*TASK DESCRIPTION*
Locate the line containing "pub use errors::ColorError;" in the data below. Reproduce it and every following line up to the end, exactly as given.
+===+
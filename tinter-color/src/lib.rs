mod contrast;
mod errors;
mod hex;
mod names;
mod palette;
mod random;
mod rgb;

pub use contrast::{
    BRIGHTNESS_THRESHOLD, DARK_TEXT, LIGHT_TEXT, text_color_for,
    text_color_for_hex,
};
pub use errors::ColorError;
pub use hex::{HexColor, to_rgb};
pub use names::{CUSTOM_NAME, REFERENCE_COLORS, name_for, nearest_name};
pub use palette::{Palette, SHADE_STEPS, STEP_COUNT, ShadeStep, Swatch};
pub use random::{random_hex, random_hex_with};
pub use rgb::Rgb;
+===+
*EXERCISE OUTPUT*
pub use errors::ColorError;
pub use hex::{HexColor, to_rgb};
pub use names::{CUSTOM_NAME, REFERENCE_COLORS, name_for, nearest_name};
pub use palette::{Palette, SHADE_STEPS, STEP_COUNT, ShadeStep, Swatch};
pub use random::{random_hex, random_hex_with};
pub use rgb::Rgb;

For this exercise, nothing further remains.